It may be a little early to write the obituary for Japan’s IR policy, but additional evidence was presented this past week about what could already be described as the biggest flaw in the design of the Japan IR regulation—the short periods that IR licenses will be valid.
This week Sega Sammy Holdings made it clear that it was no longer seeking an IR license of its own, instead shifting to a strategy of becoming a minority shareholder supporting an operator that had better ability to draw Chinese customers.
The company statement added, “We consider the law related to the development of IR as the big concern. Since the guarantee of business duration term is not stable under this law, financing may become a tough condition so we judged that it would be better to control risks to some extent and aim at appropriate returns.”
It was clear what Sega Sammy meant, as other operators have been grumbling about the same issue for some time.
According to the current legal framework, an IR license will be valid for an initial ten years, and thereafter the re-approval process will be conducted on five-year intervals.
International IR operators looked askance at this condition from the time it was first revealed, but perhaps a few years ago they were still dazzled by the underlying potential of the Japanese market and may have had their heads filled with exaggerated notions about the competence of Japanese government authorities.
But now several years have passed, the operators focused their attention on their Japan bids, and they have begun to see for themselves the messier realities of Japanese policy and politics. In other words, as they have learned more about how Japan is actually governed, there has been a process of disillusionment.
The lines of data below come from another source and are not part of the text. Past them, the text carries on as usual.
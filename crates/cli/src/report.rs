// FakeHLML - Hardware Management Test Double
// Copyright (C) 2026 Andrii Shylenko
//
// This software is released under the MIT License.
// See the LICENSE file in the project root for full license information.

use fakehlml_core::{
    c_string_from, Call, DeviceHandle, EventTypes, FakeHlml, HlmlError, HlmlResult, SERIAL_MAX,
};
use serde::Serialize;
use std::fmt;

pub const RESULT_SCHEMA_VERSION: &str = "1.0";

/// The first vendor call that failed during a pass.
#[derive(Debug, Clone, Serialize)]
pub struct CallFailure {
    pub call: Call,
    pub status: HlmlError,
    pub code: u32,
}

impl fmt::Display for CallFailure {
    fn fmt(&self, f: &mut fmt::Formatter<'_>) -> fmt::Result {
        write!(f, "{} failed: {} ({})", self.call, self.status, self.code)
    }
}

fn step<T>(call: Call, result: HlmlResult<T>) -> Result<T, CallFailure> {
    result.map_err(|status| CallFailure {
        call,
        status,
        code: status.code(),
    })
}

#[derive(Debug, Clone, Serialize)]
pub struct DeviceReport {
    pub index: u32,
    pub pci_address: String,
    pub pci_device_id: String,
    pub serial: String,
}

#[derive(Debug, Serialize)]
pub struct DiscoverReport {
    pub result_schema_version: String,
    pub scenario: String,
    pub status: String,
    pub devices: Vec<DeviceReport>,
    #[serde(skip_serializing_if = "Option::is_none")]
    pub failure: Option<CallFailure>,
}

#[derive(Debug, Clone, Serialize)]
pub struct EventReport {
    pub serial: String,
    pub pci_address: String,
    pub event_type: u64,
}

#[derive(Debug, Serialize)]
pub struct WatchReport {
    pub result_schema_version: String,
    pub scenario: String,
    pub status: String,
    pub armed_devices: usize,
    pub events: Vec<EventReport>,
    pub remaining_events: Vec<String>,
    #[serde(skip_serializing_if = "Option::is_none")]
    pub failure: Option<CallFailure>,
}

fn status_of(failure: &Option<CallFailure>) -> String {
    if failure.is_some() {
        "error".to_string()
    } else {
        "ok".to_string()
    }
}

fn describe(hlml: &FakeHlml, handle: DeviceHandle) -> Result<DeviceReport, CallFailure> {
    let pci = step(Call::DeviceGetPciInfo, hlml.device_get_pci_info(handle))?;
    let mut serial = [0u8; SERIAL_MAX];
    step(
        Call::DeviceGetSerial,
        hlml.device_get_serial(Some(handle), &mut serial),
    )?;
    let index = hlml.device(handle).map(|d| d.index).unwrap_or_default();
    Ok(DeviceReport {
        index,
        pci_address: pci.bus_id,
        pci_device_id: format!("{:#010x}", pci.pci_device_id),
        serial: c_string_from(&serial),
    })
}

fn ensure_initialized(hlml: &mut FakeHlml) -> Result<(), CallFailure> {
    if hlml.is_initialized() {
        return Ok(());
    }
    step(Call::Init, hlml.init())
}

fn discover_devices(
    hlml: &mut FakeHlml,
    devices: &mut Vec<DeviceReport>,
) -> Result<(), CallFailure> {
    ensure_initialized(hlml)?;
    let count = step(Call::DeviceGetCount, hlml.device_get_count())?;
    for index in 0..count {
        let handle = step(
            Call::DeviceGetHandleByIndex,
            hlml.device_get_handle_by_index(index),
        )?;
        devices.push(describe(hlml, handle)?);
    }
    Ok(())
}

/// Enumerates devices the way a discovery agent does.
pub fn discover(hlml: &mut FakeHlml, scenario: &str) -> DiscoverReport {
    let mut devices = Vec::new();
    let failure = discover_devices(hlml, &mut devices).err();
    if let Some(failure) = &failure {
        tracing::error!("discovery stopped: {}", failure);
    }

    DiscoverReport {
        result_schema_version: RESULT_SCHEMA_VERSION.to_string(),
        scenario: scenario.to_string(),
        status: status_of(&failure),
        devices,
        failure,
    }
}

fn drain_events(
    hlml: &mut FakeHlml,
    timeout_ms: u32,
    armed: &mut usize,
    events: &mut Vec<EventReport>,
) -> Result<(), CallFailure> {
    ensure_initialized(hlml)?;
    let set = step(Call::EventSetCreate, hlml.event_set_create())?;

    let count = step(Call::DeviceGetCount, hlml.device_get_count())?;
    for index in 0..count {
        let handle = step(
            Call::DeviceGetHandleByIndex,
            hlml.device_get_handle_by_index(index),
        )?;
        step(
            Call::DeviceRegisterEvents,
            hlml.device_register_events(handle, EventTypes::CRITICAL_ERR, set),
        )?;
        *armed += 1;
    }

    loop {
        match hlml.event_set_wait(set, timeout_ms) {
            Ok(record) => {
                let device = describe(hlml, record.device)?;
                tracing::warn!(
                    "critical event on {} ({})",
                    device.serial,
                    device.pci_address
                );
                events.push(EventReport {
                    serial: device.serial,
                    pci_address: device.pci_address,
                    event_type: record.event_type.bits(),
                });
            }
            Err(HlmlError::Timeout) => break,
            Err(err) => return step(Call::EventSetWait, Err(err)),
        }
    }

    step(Call::EventSetFree, hlml.event_set_free(set))
}

/// Arms every device and drains pending critical events until a wait times out.
pub fn watch(hlml: &mut FakeHlml, scenario: &str, timeout_ms: u32) -> WatchReport {
    let mut armed = 0;
    let mut events = Vec::new();
    let failure = drain_events(hlml, timeout_ms, &mut armed, &mut events).err();
    if let Some(failure) = &failure {
        tracing::error!("watch stopped: {}", failure);
    }

    WatchReport {
        result_schema_version: RESULT_SCHEMA_VERSION.to_string(),
        scenario: scenario.to_string(),
        status: status_of(&failure),
        armed_devices: armed,
        events,
        remaining_events: hlml.pending_events().to_vec(),
        failure,
    }
}

impl fmt::Display for DiscoverReport {
    fn fmt(&self, f: &mut fmt::Formatter<'_>) -> fmt::Result {
        writeln!(f, "scenario: {}", self.scenario)?;
        for device in &self.devices {
            writeln!(
                f,
                "  [{}] {} id={} serial={}",
                device.index, device.pci_address, device.pci_device_id, device.serial
            )?;
        }
        writeln!(f, "devices: {}", self.devices.len())?;
        match &self.failure {
            Some(failure) => writeln!(f, "status: error ({})", failure),
            None => writeln!(f, "status: ok"),
        }
    }
}

impl fmt::Display for WatchReport {
    fn fmt(&self, f: &mut fmt::Formatter<'_>) -> fmt::Result {
        writeln!(f, "scenario: {}", self.scenario)?;
        writeln!(f, "armed devices: {}", self.armed_devices)?;
        for event in &self.events {
            writeln!(
                f,
                "  critical event: serial={} pci={}",
                event.serial, event.pci_address
            )?;
        }
        if !self.remaining_events.is_empty() {
            writeln!(f, "undelivered: {}", self.remaining_events.join(", "))?;
        }
        match &self.failure {
            Some(failure) => writeln!(f, "status: error ({})", failure),
            None => writeln!(f, "status: ok"),
        }
    }
}

#[cfg(test)]
mod tests {
    use super::*;
    use fakehlml_core::ReturnCode;

    fn fleet() -> FakeHlml {
        let mut hlml = FakeHlml::new();
        hlml.add_device(Some("0000:0f:00.0"), "0x1020", "0x1da3", Some("AM1000"), 0)
            .unwrap();
        hlml.add_device(Some("0000:10:00.0"), "0x1020", "0x1da3", Some("AM1001"), 1)
            .unwrap();
        hlml
    }

    #[test]
    fn test_discover_lists_devices() {
        let mut hlml = fleet();
        let report = discover(&mut hlml, "fleet");
        assert_eq!(report.status, "ok");
        assert_eq!(report.devices.len(), 2);
        assert_eq!(report.devices[0].pci_device_id, "0x1da31020");
        assert_eq!(report.devices[1].serial, "AM1001");
    }

    #[test]
    fn test_discover_reports_failing_call() {
        let mut hlml = fleet();
        hlml.set_error(Call::DeviceGetSerial, ReturnCode::Error(HlmlError::Unknown));
        let report = discover(&mut hlml, "fleet");
        assert_eq!(report.status, "error");
        assert!(report.devices.is_empty());
        let failure = report.failure.unwrap();
        assert_eq!(failure.call, Call::DeviceGetSerial);
        assert_eq!(failure.code, 49);
    }

    #[test]
    fn test_watch_drains_events() {
        let mut hlml = fleet();
        hlml.add_critical_event("AM1000");
        hlml.add_critical_event("AM1001");
        let report = watch(&mut hlml, "fleet", 100);
        assert_eq!(report.status, "ok");
        assert_eq!(report.armed_devices, 2);
        let serials: Vec<_> = report.events.iter().map(|e| e.serial.as_str()).collect();
        assert_eq!(serials, vec!["AM1001", "AM1000"]);
        assert!(report.remaining_events.is_empty());
        assert_eq!(hlml.event_set_count(), 0);
    }

    #[test]
    fn test_watch_leaves_foreign_events() {
        let mut hlml = fleet();
        hlml.add_critical_event("AM1000");
        hlml.add_critical_event("UNKNOWN");
        let report = watch(&mut hlml, "fleet", 100);
        assert!(report.events.is_empty());
        assert_eq!(report.remaining_events, vec!["AM1000", "UNKNOWN"]);
        assert!(report.to_string().contains("undelivered: AM1000, UNKNOWN"));
    }

    #[test]
    fn test_watch_reports_wait_failure() {
        let mut hlml = fleet();
        hlml.set_error(Call::EventSetWait, ReturnCode::Error(HlmlError::AipIsLost));
        let report = watch(&mut hlml, "fleet", 100);
        let failure = report.failure.unwrap();
        assert_eq!(failure.call, Call::EventSetWait);
        assert_eq!(failure.status, HlmlError::AipIsLost);
    }
}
Armed with the new knowledge, they have come to realize that all it will take is an election or two to go the wrong way and it becomes a real prospect that ten years is all that they’ll get on their IR licenses.
That could easily mean that if they move forward with their original visions of building a US$10 billion IR in the Kanto or Kansai, they might have only a few years to recoup their investment—much too short a time. Thus the risks of Japanese market now look steeper than the benefits.
Of course, it is not just the IR operators who are nervous about the short licensing period. The bankers and financiers also have a wary eye on this condition. This makes them less willing to lend large sums for IR development, and even when they are willing to do so it will be on less favorable terms.
The initial concessions in Macau, it should be noted, were for twenty years, and this helped convince the six concessionaires that it was in their interests to invest huge amounts of money in the territory.
It may be this short and unstable licensing period—as cited by Sega Sammy—which is the single biggest regulatory factor by which the Japanese government undermined its own vision of hosting the world’s largest and most splendid IRs. (AGB Nippon / AGB Nippon – JP)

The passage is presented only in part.